Neste sentido, Camus é preciso quando demonstra a incompatibilidade entre o amor e a revolução. O homem revoltado ama um homem que ainda não existe, nem irá existir, e que não passa de uma projeção de suas fantasias. Ao contrário, o amor é uma expectativa real de troca, uma entrega pelo que não se possui, estando dessaturado de vontade, individualidade e vaidade; mas que, espera a reciprocidade. Ou seja, um ato de fé. Porque, o amante busca no amado a essência que não possui. Nisto, supre a falta e se torna pleno, de modo dialético, recíproco.

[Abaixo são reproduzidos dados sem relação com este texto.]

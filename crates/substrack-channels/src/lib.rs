//! # SubsTrack Channels
//! Notification channel adapters and the registry the dispatcher fans out over.
//!
//! ## Channel Registry
//! | Channel | Transport |
//! |---------|-----------|
//! | telegram | Telegram Bot API `sendMessage` |
//! | email | Resend HTTP API |
//! | webhook | Any HTTP endpoint, templated JSON body |
//! | bark | Bark push server |
//!
//! Adding a channel means implementing [`NotifyChannel`] and registering it;
//! the dispatcher only ever looks channels up by name.

pub mod bark;
pub mod email;
mod http;
pub mod telegram;
pub mod template;
pub mod webhook;

use substrack_core::config::NotificationConfig;
use substrack_core::traits::NotifyChannel;
use substrack_core::types::ChannelValidation;

/// Channel registry: maps channel names to adapters.
pub struct ChannelRegistry {
    channels: Vec<Box<dyn NotifyChannel>>,
}

impl ChannelRegistry {
    pub fn new() -> Self {
        Self { channels: vec![] }
    }

    /// Register a channel. A later registration under the same name replaces
    /// the earlier one.
    pub fn register(&mut self, channel: Box<dyn NotifyChannel>) {
        tracing::debug!("📦 Registered channel: {}", channel.name());
        self.channels.retain(|c| c.name() != channel.name());
        self.channels.push(channel);
    }

    pub fn get(&self, name: &str) -> Option<&dyn NotifyChannel> {
        self.channels.iter().find(|c| c.name() == name).map(|c| c.as_ref())
    }

    /// Create registry with the built-in channels, all sharing one HTTP client.
    pub fn with_defaults(client: reqwest::Client) -> Self {
        let mut reg = Self::new();
        reg.register(Box::new(telegram::TelegramChannel::new(client.clone())));
        reg.register(Box::new(email::EmailChannel::new(client.clone())));
        reg.register(Box::new(webhook::WebhookChannel::new(client.clone())));
        reg.register(Box::new(bark::BarkChannel::new(client)));
        reg
    }

    /// Validate every enabled channel. Unknown names report themselves as
    /// invalid with no missing fields.
    pub fn validate_enabled(&self, config: &NotificationConfig) -> Vec<(String, ChannelValidation)> {
        config
            .enabled_channels
            .iter()
            .map(|name| {
                let validation = match self.get(name) {
                    Some(channel) => channel.validate(config),
                    None => ChannelValidation { is_valid: false, missing_fields: vec![] },
                };
                (name.clone(), validation)
            })
            .collect()
    }

    /// List channel names only.
    pub fn channel_names(&self) -> Vec<String> {
        self.channels.iter().map(|c| c.name().to_string()).collect()
    }
}

impl Default for ChannelRegistry {
    fn default() -> Self { Self::with_defaults(reqwest::Client::new()) }
}
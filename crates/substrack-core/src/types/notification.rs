//! Notification request and result types.

use chrono::{DateTime, Utc};
use serde::{Deserialize, Serialize};

/// A message to fan out to every enabled channel.
#[derive(Debug, Clone, Serialize, Deserialize)]
pub struct NotificationOptions {
    pub title: String,
    pub content: String,
    /// Instant the message describes; also the clock for the quiet-hours gate.
    pub timestamp: DateTime<Utc>,
    #[serde(default)]
    pub metadata: serde_json::Map<String, serde_json::Value>,
}

impl NotificationOptions {
    pub fn new(title: impl Into<String>, content: impl Into<String>) -> Self {
        Self {
            title: title.into(),
            content: content.into(),
            timestamp: Utc::now(),
            metadata: serde_json::Map::new(),
        }
    }

    pub fn at(mut self, timestamp: DateTime<Utc>) -> Self {
        self.timestamp = timestamp;
        self
    }

    pub fn with_metadata(mut self, key: impl Into<String>, value: impl Into<serde_json::Value>) -> Self {
        self.metadata.insert(key.into(), value.into());
        self
    }
}

/// Result of one channel for one dispatch attempt. Always a value, never an error.
#[derive(Debug, Clone, PartialEq, Serialize, Deserialize)]
#[serde(rename_all = "camelCase")]
pub struct ChannelResult {
    pub channel: String,
    pub success: bool,
    #[serde(skip_serializing_if = "Option::is_none")]
    pub message: Option<String>,
    #[serde(skip_serializing_if = "Option::is_none")]
    pub error: Option<String>,
    #[serde(skip_serializing_if = "Option::is_none")]
    pub details: Option<serde_json::Value>,
}

impl ChannelResult {
    pub fn sent(channel: impl Into<String>) -> Self {
        Self {
            channel: channel.into(),
            success: true,
            message: Some("sent".into()),
            error: None,
            details: None,
        }
    }

    pub fn failed(channel: impl Into<String>, error: impl Into<String>) -> Self {
        Self {
            channel: channel.into(),
            success: false,
            message: None,
            error: Some(error.into()),
            details: None,
        }
    }

    /// Failure for a channel whose credentials are incomplete.
    pub fn missing_config(channel: impl Into<String>, validation: &ChannelValidation) -> Self {
        Self::failed(
            channel,
            format!("missing configuration: {}", validation.missing_fields.join(", ")),
        )
    }

    pub fn with_details(mut self, details: serde_json::Value) -> Self {
        self.details = Some(details);
        self
    }
}

/// Aggregate of one dispatch across all enabled channels.
#[derive(Debug, Clone, Default, PartialEq, Serialize, Deserialize)]
#[serde(rename_all = "camelCase")]
pub struct NotificationOutcome {
    pub total_channels: usize,
    pub success_count: usize,
    pub failure_count: usize,
    pub results: Vec<ChannelResult>,
}

impl NotificationOutcome {
    /// Zero-channel outcome used by the quiet-hours and no-channel gates.
    pub fn empty() -> Self {
        Self::default()
    }

    pub fn from_results(results: Vec<ChannelResult>) -> Self {
        let success_count = results.iter().filter(|r| r.success).count();
        Self {
            total_channels: results.len(),
            success_count,
            failure_count: results.len() - success_count,
            results,
        }
    }

    /// At least one channel delivered.
    pub fn is_useful(&self) -> bool {
        self.success_count > 0
    }

    /// Channels were attempted and none delivered.
    pub fn is_total_failure(&self) -> bool {
        self.success_count == 0 && self.total_channels > 0
    }
}

/// Credential check for one channel.
#[derive(Debug, Clone, PartialEq, Eq, Serialize, Deserialize)]
#[serde(rename_all = "camelCase")]
pub struct ChannelValidation {
    pub is_valid: bool,
    #[serde(default, skip_serializing_if = "Vec::is_empty")]
    pub missing_fields: Vec<String>,
}

impl ChannelValidation {
    pub fn from_missing(missing_fields: Vec<String>) -> Self {
        Self {
            is_valid: missing_fields.is_empty(),
            missing_fields,
        }
    }

    /// Collect the names of required fields that are absent.
    pub fn require<'a>(fields: impl IntoIterator<Item = (&'a str, Option<&'a str>)>) -> Self {
        let missing = fields
            .into_iter()
            .filter(|(_, value)| value.map_or(true, |v| v.trim().is_empty()))
            .map(|(name, _)| name.to_string())
            .collect();
        Self::from_missing(missing)
    }
}
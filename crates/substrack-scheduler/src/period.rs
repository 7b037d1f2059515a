//! Calendar period arithmetic for auto-renewal.
//!
//! Month and year steps use roll-forward overflow: the day of month is kept
//! and any excess spills into the following month, so Jan 31 + 1 month is
//! Mar 2 (Mar 3 outside leap years) and Feb 29 + 1 year is Mar 1. The time of
//! day is preserved. All arithmetic is in UTC.

use chrono::{DateTime, Datelike, Days, NaiveDate, Utc};
use substrack_core::types::PeriodUnit;

/// Add `value` units to `instant`. `None` when the result leaves chrono's range.
pub fn add_period(instant: DateTime<Utc>, value: u32, unit: PeriodUnit) -> Option<DateTime<Utc>> {
    match unit {
        PeriodUnit::Day => instant.checked_add_days(Days::new(u64::from(value))),
        PeriodUnit::Month => add_months(instant, i64::from(value)),
        PeriodUnit::Year => add_months(instant, i64::from(value).checked_mul(12)?),
    }
}

fn add_months(instant: DateTime<Utc>, months: i64) -> Option<DateTime<Utc>> {
    let naive = instant.naive_utc();
    let total = i64::from(naive.year())
        .checked_mul(12)?
        .checked_add(i64::from(naive.month0()))?
        .checked_add(months)?;
    let year = i32::try_from(total.div_euclid(12)).ok()?;
    let month = u32::try_from(total.rem_euclid(12)).ok()? + 1;

    let first = NaiveDate::from_ymd_opt(year, month, 1)?;
    let date = first.checked_add_days(Days::new(u64::from(naive.day() - 1)))?;
    Some(date.and_time(naive.time()).and_utc())
}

Portanto, a postura de amor diante do mundo exige o reencontro com a experiência. Só com a unidade do nosso viver, podemos diante das ambivalências da vida, nos procurar no encontro com o outro. Recuperar a dignidade das relações afetivas é preservá-la da falta de sentido deste mundo efêmero, caótico, descartável. É fazer do corpo uma fortaleza, morada viva, e não um escravo do impulso. David Foster Wallace sabia disto quando dizia que “a liberdade verdadeira envolve atenção, consciência, disciplina, esforço e capacidade de efetivamente se importar com os outros – no cotidiano”. Essa é uma liberdade real, humana, generosa, amante, que merece ser vivida.